→ Task item
Tell how many lines below include the word "ApiVersionConverter". Only the number should appear.

(Stored data entries)
* * *

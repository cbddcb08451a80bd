//! CRD conversion between API versions.

use kube::core::conversion::{ConversionRequest, ConversionResponse, ConversionReview};
use kube::core::Status;
use serde_json::{json, Map, Value};
use tracing::{debug, warn};

use crate::crd::GROUP;
use crate::error::{Error, Result};

const V1: &str = "v1";
const V1BETA1: &str = "v1beta1";

/// Converts one object to the desired API version.
pub trait Converter: Send + Sync {
    fn convert(&self, object: Value, desired_api_version: &str) -> Result<Value>;
}

fn version_of(api_version: &str) -> Result<&str> {
    match api_version.split_once('/') {
        Some((group, version)) if group == GROUP && (version == V1 || version == V1BETA1) => {
            Ok(version)
        }
        _ => Err(Error::config(format!(
            "unsupported api version {api_version:?}"
        ))),
    }
}

fn set_api_version(object: &mut Value, desired: &str) {
    object["apiVersion"] = json!(desired);
}

/// Kinds whose schema is identical across versions: only `apiVersion` moves.
pub struct ApiVersionConverter;

impl Converter for ApiVersionConverter {
    fn convert(&self, mut object: Value, desired_api_version: &str) -> Result<Value> {
        version_of(desired_api_version)?;
        set_api_version(&mut object, desired_api_version);
        Ok(object)
    }
}

/// `PgCluster`: v1beta1 carries `spec.postgresVersion`, v1 nests it as
/// `spec.postgres.version`.
pub struct ClusterConverter;

impl Converter for ClusterConverter {
    fn convert(&self, mut object: Value, desired_api_version: &str) -> Result<Value> {
        let current = object["apiVersion"].as_str().unwrap_or_default().to_string();
        let from = version_of(&current)?;
        let to = version_of(desired_api_version)?;
        if let Some(spec) = object.get_mut("spec").and_then(Value::as_object_mut) {
            match (from, to) {
                (V1BETA1, V1) => {
                    if let Some(version) = spec.remove("postgresVersion") {
                        let postgres = spec
                            .entry("postgres")
                            .or_insert_with(|| Value::Object(Map::new()));
                        postgres["version"] = version;
                    }
                }
                (V1, V1BETA1) => {
                    let version = spec
                        .get_mut("postgres")
                        .and_then(Value::as_object_mut)
                        .and_then(|postgres| postgres.remove("version"));
                    if let Some(version) = version {
                        spec.insert("postgresVersion".to_string(), version);
                    }
                    if spec
                        .get("postgres")
                        .and_then(Value::as_object)
                        .is_some_and(Map::is_empty)
                    {
                        spec.remove("postgres");
                    }
                }
                _ => {}
            }
        }
        set_api_version(&mut object, desired_api_version);
        Ok(object)
    }
}

/// Convert every object of `review`. Any object failing fails the review.
pub fn convert_review(converter: &dyn Converter, review: ConversionReview) -> ConversionReview {
    let request = match ConversionRequest::from_review(review) {
        Ok(request) => request,
        Err(e) => {
            warn!(error = %e, "invalid conversion review");
            return ConversionResponse::invalid(Status::failure(&e.to_string(), "InvalidRequest"))
                .into_review();
        }
    };
    let desired = request.desired_api_version.clone();
    let objects = request.objects.clone();
    let response = ConversionResponse::for_request(request);

    let converted: Result<Vec<Value>> = objects
        .into_iter()
        .map(|object| converter.convert(object, &desired))
        .collect();
    match converted {
        Ok(objects) => {
            debug!(count = objects.len(), %desired, "converted objects");
            response.success(objects).into_review()
        }
        Err(e) => {
            warn!(error = %e, %desired, "conversion failed");
            response
                .failure(Status::failure(&e.to_string(), "ConversionFailed"))
                .into_review()
        }
    }
}
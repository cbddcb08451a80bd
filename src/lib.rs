pub mod admission;
pub mod conciliation;
pub mod configurator;
pub mod controller;
pub mod crd;
pub mod error;
pub mod factory;
pub mod helpers;
pub mod labels;
pub mod resolver;
pub mod store;
pub mod version;
pub mod webhook;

* * *

→ Response to the exercise
2